Author Tien Tzuo (with Gabe Weisert) speaks in terms of "subscriptions," but this book is is very relevant to recurring business relationships more broadly. Relationships are the future of business. Call it a subscription, a membership, or just a loyalty loop in the customer journey. In our connected digital world, relationships will deepen -- or they will die.

Tien applies the experience of his journey from the very early days of Salesforce to founding Zuora and its fast growth to a recent $1.4B IPO -- where he has had a unique view into the guts of thousands of subscription businesses and their growing pains. Zuora has popularized the term "The Subscription Economy" and provided thought leadership in this space, including well-attended conferences and a rich body of Web resources. (I have spoken several times at Zuora events, beginning in 2011.) Zuora also provides rich data on "The Subscription Economy Index," drawn from the anonymized system activity of hundreds of subscription companies around the world (summarized in the book). His book provides a compelling call to arms and compendium of key concepts and best practices.

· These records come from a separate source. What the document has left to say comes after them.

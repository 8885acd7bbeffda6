use chrono::NaiveDateTime;
use serde::{Deserialize, Serialize};
use strum::{Display, EnumString};
use uuid::Uuid;

/// Product area the entrant cares most about. Stored as lowercase text.
#[derive(
    Debug,
    Clone,
    Copy,
    Default,
    PartialEq,
    Eq,
    PartialOrd,
    Ord,
    Hash,
    Serialize,
    Deserialize,
    Display,
    EnumString,
)]
#[serde(rename_all = "lowercase")]
#[strum(serialize_all = "lowercase")]
pub enum Interest {
    Shopping,
    Food,
    Payments,
    #[default]
    All,
}

/// A waitlist entrant as stored. Append-only: created once on signup,
/// never updated or deleted.
#[derive(Debug, Clone)]
pub struct Entrant {
    pub id: Uuid,
    pub name: String,
    pub email: String,
    pub phone: Option<String>,
    pub interest: Interest,
    pub referral_code: String,
    pub referred_by: Option<String>,
    pub waitlist_position: i64,
    pub early_access: bool,
    pub created_at: Option<NaiveDateTime>,
}
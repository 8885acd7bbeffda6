//! Test utilities for unit and HTTP-level testing.
//!
//! This module provides:
//! - Test data factories for creating valid test fixtures
//! - In-memory repository and rate limiter implementations
//! - A builder for constructing `AppState` with test dependencies

mod app_state_builder;
mod factories;
mod waitlist_mocks;

pub use app_state_builder::*;
pub use factories::*;
pub use waitlist_mocks::*;
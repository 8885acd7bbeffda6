use async_trait::async_trait;
use redis::{Script, aio::ConnectionManager};

use super::InfraError;
use crate::app_error::{AppError, AppResult};

/// Trait for rate limiting implementations.
#[async_trait]
pub trait RateLimiterTrait: Send + Sync {
    /// Count one request for this client address.
    /// Returns Ok(()) if within limits, Err(AppError::RateLimited) if exceeded.
    async fn check(&self, ip: &str) -> AppResult<()>;
}

/// Lua script for an atomic increment with expiry. The key is created with
/// a TTL on first increment; a key left without TTL is repaired so no
/// counter can outlive its window.
const INCR_WITH_TTL_SCRIPT: &str = r#"
local hits = redis.call('INCR', KEYS[1])
if hits == 1 or redis.call('TTL', KEYS[1]) == -1 then
    redis.call('EXPIRE', KEYS[1], ARGV[1])
end
return hits
"#;

/// Redis-backed per-IP rate limiter. Counter state lives in Redis with an
/// explicit window expiry, so it is shared across process instances and
/// never grows without bound in process memory.
#[derive(Clone)]
pub struct RedisRateLimiter {
    manager: ConnectionManager,
    window_secs: u64,
    max_requests: u64,
    script: Script,
}

impl RedisRateLimiter {
    pub async fn new(
        redis_url: &str,
        window_secs: u64,
        max_requests: u64,
    ) -> Result<Self, InfraError> {
        let client = redis::Client::open(redis_url)?;
        let manager = ConnectionManager::new(client).await?;
        let script = Script::new(INCR_WITH_TTL_SCRIPT);
        Ok(Self {
            manager,
            window_secs,
            max_requests,
            script,
        })
    }
}

#[async_trait]
impl RateLimiterTrait for RedisRateLimiter {
    async fn check(&self, ip: &str) -> AppResult<()> {
        let mut conn = self.manager.clone();

        let hits: u64 = self
            .script
            .key(format!("rate:ip:{ip}"))
            .arg(self.window_secs)
            .invoke_async(&mut conn)
            .await
            .map_err(|e| AppError::Internal(e.to_string()))?;

        if hits > self.max_requests {
            return Err(AppError::RateLimited);
        }

        Ok(())
    }
}
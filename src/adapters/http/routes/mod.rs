pub mod waitlist;

use axum::Router;

use crate::adapters::http::app_state::AppState;

pub fn router() -> Router<AppState> {
    Router::new().nest("/waitlist", waitlist::router())
}
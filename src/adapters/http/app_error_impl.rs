use crate::app_error::{AppError, ErrorCode, FieldError};
use axum::Json;
use axum::{
    http::StatusCode,
    response::{IntoResponse, Response},
};

impl IntoResponse for AppError {
    fn into_response(self) -> Response {
        // Log the error before it gets converted into a status response.
        tracing::error!(error = ?self, "Request failed");

        match self {
            AppError::Database(_) => error_resp(
                StatusCode::INTERNAL_SERVER_ERROR,
                ErrorCode::DatabaseError,
                "Database operation failed",
            ),
            AppError::RateLimited => error_resp(
                StatusCode::TOO_MANY_REQUESTS,
                ErrorCode::RateLimited,
                "Too many requests. Please try again later.",
            ),
            AppError::Unauthorized => {
                error_resp(StatusCode::UNAUTHORIZED, ErrorCode::Unauthorized, "Unauthorized")
            }
            AppError::InvalidInput(msg) => {
                error_resp(StatusCode::BAD_REQUEST, ErrorCode::InvalidInput, &msg)
            }
            AppError::Validation(errors) => validation_resp(&errors),
            AppError::DuplicateEmail => error_resp(
                StatusCode::BAD_REQUEST,
                ErrorCode::DuplicateEmail,
                "You are already on our waitlist!",
            ),
            AppError::InvalidReferralCode => error_resp(
                StatusCode::BAD_REQUEST,
                ErrorCode::InvalidReferralCode,
                "Invalid referral code",
            ),
            AppError::ReferralCodeExhausted => error_resp(
                StatusCode::INTERNAL_SERVER_ERROR,
                ErrorCode::ReferralCodeExhausted,
                "Could not allocate a referral code. Please try again.",
            ),
            AppError::NotFound => {
                error_resp(StatusCode::NOT_FOUND, ErrorCode::NotFound, "Not found")
            }
            AppError::Internal(_) => error_resp(
                StatusCode::INTERNAL_SERVER_ERROR,
                ErrorCode::InternalError,
                "Internal server error",
            ),
        }
    }
}

fn error_resp(status: StatusCode, code: ErrorCode, message: &str) -> Response {
    let body = serde_json::json!({
        "success": false,
        "code": code.as_str(),
        "message": message,
    });
    (status, Json(body)).into_response()
}

fn validation_resp(errors: &[FieldError]) -> Response {
    let body = serde_json::json!({
        "success": false,
        "code": ErrorCode::ValidationFailed.as_str(),
        "errors": errors,
    });
    (StatusCode::BAD_REQUEST, Json(body)).into_response()
}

The next level -- it's all about valuing customer experiences

This book also provides an excellent foundation for looking further ahead, to a next level in recurring business relationships. My work on FairPay suggests that next step is a sharper, deeper, and more cooperative focus on the value of experiences. I see that shift of focus, leading to a deepening of relationships in which customers are more equal partners. Subscriptions are the most explicit form of recurring relationship, but the essence of what we must now seek to master is how to value experiences, in what I would describe as The Relationship Economy (or The Relationship Value Economy).

We all know that the essence of business is value exchange, but how deeply and broadly do we think about value? How often do we ask our customers about value as they see it? 

I build on what Tien covers, adding exploration of the largely neglected layers of value, and how closer attention to value can enhance relationships.

My focus here is primarily, but not entirely, about B2C relationships. Those are generally asymmetrical, with a human on one side, and an organization on the other side. Our current mind-set is that businesses set the rules of the game, and consumers play their role within those rules. But I suggest that is a temporary anomaly that will revert to a more balanced model.

From products to services -- from transactions to relationships -- Service Level Agreements

Tien quotes Forrester as calling this "The Age of the Customer," and explores how this involves a shift from the old linear flow business model of products through channels to customers, to a new cyclical flow business model that puts the customer at the center -- surrounded by a customer journey cycle of interactions (supported by a corresponding cycle of back-end business processes). (Forrester describes this as a transformation that is driven both from top-down and from bottom up -- drawing on a mind-shift, big-data-based business insights, and transformation of the customer experience, all based on digital transformation.)

Tien describes the thought experiments his team did in the early days of Zuora, thinking about what the limits of subscriptions might be -- could you apply it to refrigerators? floors? elevators? roofs? "Here's the secret we used to answer all of them in the affirmative -- tease out the service-level agreement that sits behind the product. It works for everything. So instead of a refrigerator, it's the guarantee of fresh, cold food..."

Recurring relationships as a repeated game

Whether you think of it as a subscription, or a membership, or just a service agreement, the essence is this recurring cycle of interactions -- the result is that the flow of business changes from linear to circular. This has deep implications, both as to operations, and as to the nature of the relationship. Game theory tells us that one-shot games create very different player behaviors from repeated games. All recurring business has elements of a repeated game, but effective game design can make the game more productive, cooperatively win-win, and long-lived. Let's start with the operational aspects, then consider the broader game.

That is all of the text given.